1907 saw Pro Vercelli's football team win the Subs Division, and subsequently the club were admitted to Italian National League for the first time. Success followed quickly, with the following two years (1908 and 1909) producing the first national championship titles for the "White Shirts".

====Early success====
The team earned a place in the 1909–10 Championship final. However, a disagreement arose with the Italian Football Federation (F.I.F. – now called the F.I.G.C.) on the arranged date of the match, which clashed with another, previously scheduled match. Pro Vercelli chose to take part only with a youth team, eventually losing the title to Inter.

Nevertheless, the Leoni ("Lions", so called for their notorious hard and not always clean tackles) did not take long to once again prove their supremacy in Italian football. They remained undefeated for the next three seasons, with the unprecedented capture of three titles in a row in 1910–11, 1911–12 and 1912–13.

These years began the legends of the famous Midfield Line of Wonders, formed by Ara, Milano I and Leone. In the same years Pro Vercelli also formed, the backbone of the first Italian national teams, with nine players representing the Piedmont club.

After a successful beginning, Pro Vercelli did not win another National title until the Great War and 1920–21. In the following years Pro Vercelli remained among the best Italian teams, but fell short of achieving the top prize. Other teams such as arch-rivals Casale, Genoa and Inter overtook the "White Shirts", breaking a dominance not experienced before or since.

In 1921–22, after a row over the structure of the Italian league competition, the Italian Football Federation split, with all the major teams forming the independent Italian Football Confederation (C.C.I.). Pro Vercelli joined the CCI league, which had a structure with fewer matches over the year, subsequently regaining their 7th National title, their last to date.

Pro Vercelli were then invited to Rio de Janeiro to play against Flamengo and Botafogo. In the days before formalised European competition, Liverpool F.C., during a European tour as English Champions, played Pro Vercelli, and the result was a draw.

====Decline====
1934-35 was the season that marked the beginning of the slow but steady decline of Pro Vercelli. The Bianche Casacche were eventually relegated to Serie B. The steady modernisation of the game saw the small town team drop to Serie C for the first time in 1940–41. It returned to Serie B in 1946 and stayed for 2 years. It played in Serie C between 1948–1962 and 1971–1978.

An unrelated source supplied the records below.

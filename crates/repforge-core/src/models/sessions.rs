// ABOUTME: Saved running, HIIT, and mobility session records and their payloads
// ABOUTME: Running splits, HIIT blocks, mobility details, and per-modality completion bodies
//
// SPDX-License-Identifier: MIT OR Apache-2.0
// Copyright (c) 2025 Async-IO.org

use chrono::NaiveDate;
use serde::{Deserialize, Serialize};

// ============================================================================
// Running
// ============================================================================

/// One repeat of a running interval
#[derive(Debug, Clone, PartialEq, Eq, Serialize, Deserialize)]
pub struct SavedSplitTime {
    /// Split ID
    pub id: i64,
    /// 1-based repeat number
    pub repeat_number: i64,
    /// Target time in seconds
    pub target_time: Option<i64>,
    /// Recorded time in seconds
    pub actual_time: Option<i64>,
    /// Athlete comments
    pub comments: Option<String>,
}

/// An interval block of a saved running session
#[derive(Debug, Clone, PartialEq, Serialize, Deserialize)]
pub struct SavedRunningInterval {
    /// Interval ID
    pub id: i64,
    /// Variation index from the template
    pub repeat_variation: i64,
    /// Number of repeats
    pub repeats: i64,
    /// Distance of each repeat in km
    pub repeat_distance: f64,
    /// Target pace in seconds per km
    pub target_pace: Option<i64>,
    /// Average achieved pace in seconds per km
    pub average_actual_pace: Option<i64>,
    /// Athlete comments
    pub comments: Option<String>,
    /// Split rows ordered by repeat number
    pub split_times: Vec<SavedSplitTime>,
}

/// Running details attached to a workout
#[derive(Debug, Clone, PartialEq, Serialize, Deserialize)]
pub struct SavedRunningSession {
    /// Session ID
    pub id: i64,
    /// Template the session was built from
    pub running_session_id: Option<i64>,
    /// Warm-up distance in km
    pub warmup_distance: f64,
    /// Cool-down distance in km
    pub cooldown_distance: f64,
    /// Total distance in km
    pub total_distance: f64,
    /// Notes carried from the template
    pub workout_notes: Option<String>,
    /// Session RPE
    pub rpe: Option<i64>,
    /// Athlete comments
    pub comments: Option<String>,
    /// Suggested warm-up pace in seconds per km
    pub suggested_warmup_pace: Option<i64>,
    /// Recorded warm-up pace
    pub actual_warmup_pace: Option<i64>,
    /// Suggested cool-down pace in seconds per km
    pub suggested_cooldown_pace: Option<i64>,
    /// Recorded cool-down pace
    pub actual_cooldown_pace: Option<i64>,
    /// Interval blocks
    pub saved_intervals: Vec<SavedRunningInterval>,
}

/// Interval in a save-workout request
#[derive(Debug, Clone, Default, PartialEq, Serialize, Deserialize)]
pub struct RunningIntervalPayload {
    /// Variation index
    #[serde(default)]
    pub repeat_variation: i64,
    /// Number of repeats
    #[serde(default)]
    pub repeats: i64,
    /// Distance of each repeat in km
    #[serde(default)]
    pub repeat_distance: f64,
    /// Target pace in seconds per km
    #[serde(default)]
    pub target_pace: Option<i64>,
}

impl RunningIntervalPayload {
    /// Target time for one repeat in whole seconds
    #[must_use]
    pub fn target_time(&self) -> Option<i64> {
        self.target_pace
            .map(|pace| (pace as f64 * self.repeat_distance).round() as i64)
    }
}

/// Running session in a save-workout request
#[derive(Debug, Clone, Default, PartialEq, Serialize, Deserialize)]
pub struct RunningSessionPayload {
    /// Template ID
    #[serde(default)]
    pub running_session_id: Option<i64>,
    /// Warm-up distance in km
    #[serde(default)]
    pub warmup_distance: f64,
    /// Cool-down distance in km
    #[serde(default)]
    pub cooldown_distance: f64,
    /// Total distance in km
    #[serde(default)]
    pub total_distance: f64,
    /// Notes
    #[serde(default)]
    pub workout_notes: Option<String>,
    /// Suggested warm-up pace in seconds per km
    #[serde(default)]
    pub suggested_warmup_pace: Option<i64>,
    /// Suggested cool-down pace in seconds per km
    #[serde(default)]
    pub suggested_cooldown_pace: Option<i64>,
    /// Interval blocks
    #[serde(default)]
    pub saved_intervals: Vec<RunningIntervalPayload>,
}

/// A split as submitted by the running completion form
#[derive(Debug, Clone, PartialEq, Eq, Serialize, Deserialize)]
pub struct SplitLog {
    /// Split ID
    pub id: i64,
    /// Recorded time in seconds
    #[serde(default)]
    pub actual_time: Option<i64>,
    /// Comments
    #[serde(default)]
    pub comments: Option<String>,
}

/// An interval as submitted by the running completion form
#[derive(Debug, Clone, PartialEq, Eq, Serialize, Deserialize)]
pub struct IntervalLog {
    /// Interval ID
    pub id: i64,
    /// Splits in the interval
    #[serde(default)]
    pub split_times: Vec<SplitLog>,
}

/// Body of `PUT /api/saved_runs/complete-workout/{id}/`
#[derive(Debug, Clone, Default, PartialEq, Eq, Serialize, Deserialize)]
pub struct RunningCompletionRequest {
    /// Date the run took place, defaults to today
    #[serde(default)]
    pub scheduled_date: Option<NaiveDate>,
    /// Session RPE
    #[serde(default)]
    pub rpe: Option<i64>,
    /// Session comments
    #[serde(default)]
    pub comments: Option<String>,
    /// Interval splits
    #[serde(default)]
    pub intervals: Vec<IntervalLog>,
}

// ============================================================================
// HIIT
// ============================================================================

/// A movement slot in a HIIT block
#[derive(Debug, Clone, PartialEq, Eq, Serialize, Deserialize)]
pub struct SavedHiitMovement {
    /// Slot ID
    pub id: i64,
    /// Linked catalog movement, when the name resolved
    pub movement_id: Option<i64>,
    /// Exercise name as planned
    pub exercise_name: String,
    /// Order within the block
    pub movement_order: i64,
    /// Whether the slot is a rest period
    pub rest_period: bool,
}

/// A block of a saved HIIT workout
#[derive(Debug, Clone, PartialEq, Eq, Serialize, Deserialize)]
pub struct SavedHiitBlock {
    /// Block ID
    pub id: i64,
    /// Display name
    pub block_name: String,
    /// Rep scheme ("15-12-10", ...)
    pub rep_scheme: Option<String>,
    /// Order within the workout
    pub block_order: i64,
    /// Movement slots
    pub hiit_movements: Vec<SavedHiitMovement>,
}

/// HIIT details attached to a workout
#[derive(Debug, Clone, PartialEq, Eq, Serialize, Deserialize)]
pub struct SavedHiitWorkout {
    /// Session ID
    pub id: i64,
    /// Format ("AMRAP", "EMOM", "Tabata (20/10)", "30/30")
    pub workout_type: String,
    /// Structure instructions
    pub structure: String,
    /// Duration in minutes
    pub duration: i64,
    /// Session RPE
    pub rpe: Option<i64>,
    /// Athlete comments
    pub comments: Option<String>,
    /// Blocks
    pub hiit_details: Vec<SavedHiitBlock>,
}

// ============================================================================
// Mobility
// ============================================================================

/// One step of a mobility session
#[derive(Debug, Clone, PartialEq, Serialize, Deserialize)]
pub struct SavedMobilityDetail {
    /// Detail ID
    pub id: i64,
    /// Order within the session
    pub detail_order: i64,
    /// Hold or work duration in seconds
    pub duration: Option<f64>,
    /// Linked catalog movement
    pub movement_id: Option<i64>,
    /// Exercise name resolved from the catalog
    pub exercise: Option<String>,
}

/// Mobility details attached to a workout
#[derive(Debug, Clone, PartialEq, Serialize, Deserialize)]
pub struct SavedMobilitySession {
    /// Session ID
    pub id: i64,
    /// Number of movements in the session
    pub number_of_movements: i64,
    /// Optional follow-along video reference
    pub session_video: Option<String>,
    /// Session RPE
    pub rpe: Option<i64>,
    /// Athlete comments
    pub comments: Option<String>,
    /// Steps ordered by `detail_order`
    pub mobility_details: Vec<SavedMobilityDetail>,
}

/// Mobility step in a save-workout request
#[derive(Debug, Clone, Default, PartialEq, Serialize, Deserialize)]
pub struct MobilityDetailPayload {
    /// Order within the session
    #[serde(default)]
    pub order: i64,
    /// Duration in seconds
    #[serde(default)]
    pub duration: Option<f64>,
    /// Catalog exercise name
    #[serde(default)]
    pub movement_name: Option<String>,
    /// Catalog movement ID
    #[serde(default)]
    pub movement_id: Option<i64>,
}

/// Mobility session in a save-workout request
#[derive(Debug, Clone, Default, PartialEq, Serialize, Deserialize)]
pub struct MobilitySessionPayload {
    /// Number of movements
    #[serde(default)]
    pub number_of_movements: i64,
    /// Video reference
    #[serde(default)]
    pub session_video: Option<String>,
    /// Steps
    #[serde(default)]
    pub mobility_details: Vec<MobilityDetailPayload>,
}

/// Body of the HIIT and mobility completion endpoints
#[derive(Debug, Clone, Default, PartialEq, Eq, Serialize, Deserialize)]
pub struct SessionCompletionRequest {
    /// Session RPE
    #[serde(default)]
    pub rpe: Option<i64>,
    /// Session comments
    #[serde(default)]
    pub comments: Option<String>,
}

#[cfg(test)]
mod tests {
    use super::*;

    #[test]
    fn test_interval_target_time_rounds_to_seconds() {
        let interval = RunningIntervalPayload {
            repeat_variation: 1,
            repeats: 4,
            repeat_distance: 0.4,
            target_pace: Some(255),
        };
        assert_eq!(interval.target_time(), Some(102));

        let open = RunningIntervalPayload {
            target_pace: None,
            ..interval
        };
        assert_eq!(open.target_time(), None);
    }
}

In the 1977–78 season the team were relegated to Serie C2 and the following season to Serie D. They returned to Serie C2 in 1984, but were relegated back to Serie D the subsequent season.

====Scudetto Dilettanti 1993–94====
It returns in Serie C2 on 1994 when wins group A of Serie D and the Scudetto Dilettanti.

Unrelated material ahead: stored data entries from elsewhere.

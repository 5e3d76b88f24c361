// ABOUTME: Completion route handlers for running, HIIT, and mobility workouts
// ABOUTME: Thin wrappers over the completion service keyed by activity type
//
// Licensed under either of Apache License, Version 2.0 or MIT License at your option.
// Copyright ©2025 Async-IO.org

use std::sync::Arc;

use axum::extract::{Path, Query, State};
use axum::http::StatusCode;
use axum::response::{IntoResponse, Response};
use axum::routing::put;
use axum::{Json, Router};
use repforge_core::errors::AppError;
use repforge_core::models::{ActivityType, RunningCompletionRequest, SessionCompletionRequest};

use crate::database::today;
use crate::middleware::AuthUser;
use crate::resources::ServerResources;
use crate::routes::UserQuery;
use crate::services::completion;

/// Session completion routes implementation
pub struct SessionRoutes;

impl SessionRoutes {
    /// Create the running, HIIT, and mobility completion routes
    pub fn routes(resources: Arc<ServerResources>) -> Router {
        Router::new()
            .route(
                "/api/saved_runs/complete-workout/:workout_id/",
                put(Self::handle_complete_run),
            )
            .route(
                "/api/saved_hiit/complete-workout/:workout_id/",
                put(Self::handle_complete_hiit),
            )
            .route(
                "/api/saved_mobility/complete-workout/:workout_id/",
                put(Self::handle_complete_mobility),
            )
            .with_state(resources)
    }

    /// Handle PUT /api/saved_runs/complete-workout/{id}/
    async fn handle_complete_run(
        State(resources): State<Arc<ServerResources>>,
        auth: AuthUser,
        Path(workout_id): Path<i64>,
        Query(query): Query<UserQuery>,
        Json(request): Json<RunningCompletionRequest>,
    ) -> Result<Response, AppError> {
        let owner_id = auth.ensure_matches(query.user_id)?;
        let response = completion::complete_running_workout(
            &resources,
            owner_id,
            workout_id,
            &request,
            today(),
        )
        .await?;
        Ok((StatusCode::OK, Json(response)).into_response())
    }

    /// Handle PUT /api/saved_hiit/complete-workout/{id}/
    async fn handle_complete_hiit(
        State(resources): State<Arc<ServerResources>>,
        auth: AuthUser,
        Path(workout_id): Path<i64>,
        Query(query): Query<UserQuery>,
        Json(request): Json<SessionCompletionRequest>,
    ) -> Result<Response, AppError> {
        let owner_id = auth.ensure_matches(query.user_id)?;
        Self::complete(&resources, owner_id, workout_id, ActivityType::Hiit, &request).await
    }

    /// Handle PUT /api/saved_mobility/complete-workout/{id}/
    async fn handle_complete_mobility(
        State(resources): State<Arc<ServerResources>>,
        auth: AuthUser,
        Path(workout_id): Path<i64>,
        Query(query): Query<UserQuery>,
        Json(request): Json<SessionCompletionRequest>,
    ) -> Result<Response, AppError> {
        let owner_id = auth.ensure_matches(query.user_id)?;
        Self::complete(&resources, owner_id, workout_id, ActivityType::Mobility, &request).await
    }

    async fn complete(
        resources: &ServerResources,
        owner_id: i64,
        workout_id: i64,
        activity: ActivityType,
        request: &SessionCompletionRequest,
    ) -> Result<Response, AppError> {
        let response = completion::complete_session_workout(
            resources,
            owner_id,
            workout_id,
            activity,
            request,
            today(),
        )
        .await?;
        Ok((StatusCode::OK, Json(response)).into_response())
    }
}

====The folding and rebirth====
In recent years, U.S. Pro Vercelli Calcio have been fairly stable at mid-table in the Italian fourth division (Serie C2). In July 2005 a new chairman, Vero Paganoni, took over at the helm of the club.

Due to large debts it was not allowed to participate in the 2010–11 Lega Pro Seconda Divisione and so folded.

In the summer of 2010 the club changes its name to U.S. Vercelli Calcio, Vero Paganoni remained as president of a club that today is inactive, therefore A.S. Pro Belvedere Vercelli becomes the new Pro Vercelli.

====Honours====
- Italian Football Championship
  - Champions 7: 1908, 1909, 1910–11, 1911–12, 1912–13, 1920–21, 1921–22
  - Runners-up 1: 1909–10
- Serie B
  - Winners 1: 1907
- Serie D
  - Winners 4: 1956–57, 1970–71, 1983–1984, 1993–1994
- Scudetto Dilettanti:
  - Winners 1: 1993–94

===Since 2010 by F.C. Pro Vercelli 1892===

====The myth continues with the new Pro Vercelli====
Honours and trademark were assigned from Vercelli municipality to A.S. Pro Belvedere Vercelli, that changed its denomination to the current one.

In season 2010–11 the team played in Lega Pro Seconda Divisione ranking 3rd and was eliminated from Pro Patria in the semifinal of the play-off, but 4 August 2011 it was later admitted to Lega Pro Prima Divisione to fill vacancies. In this season it was promoted to Serie B after 64 years, but in the next it was again relegated to Lega Pro Prima Divisione.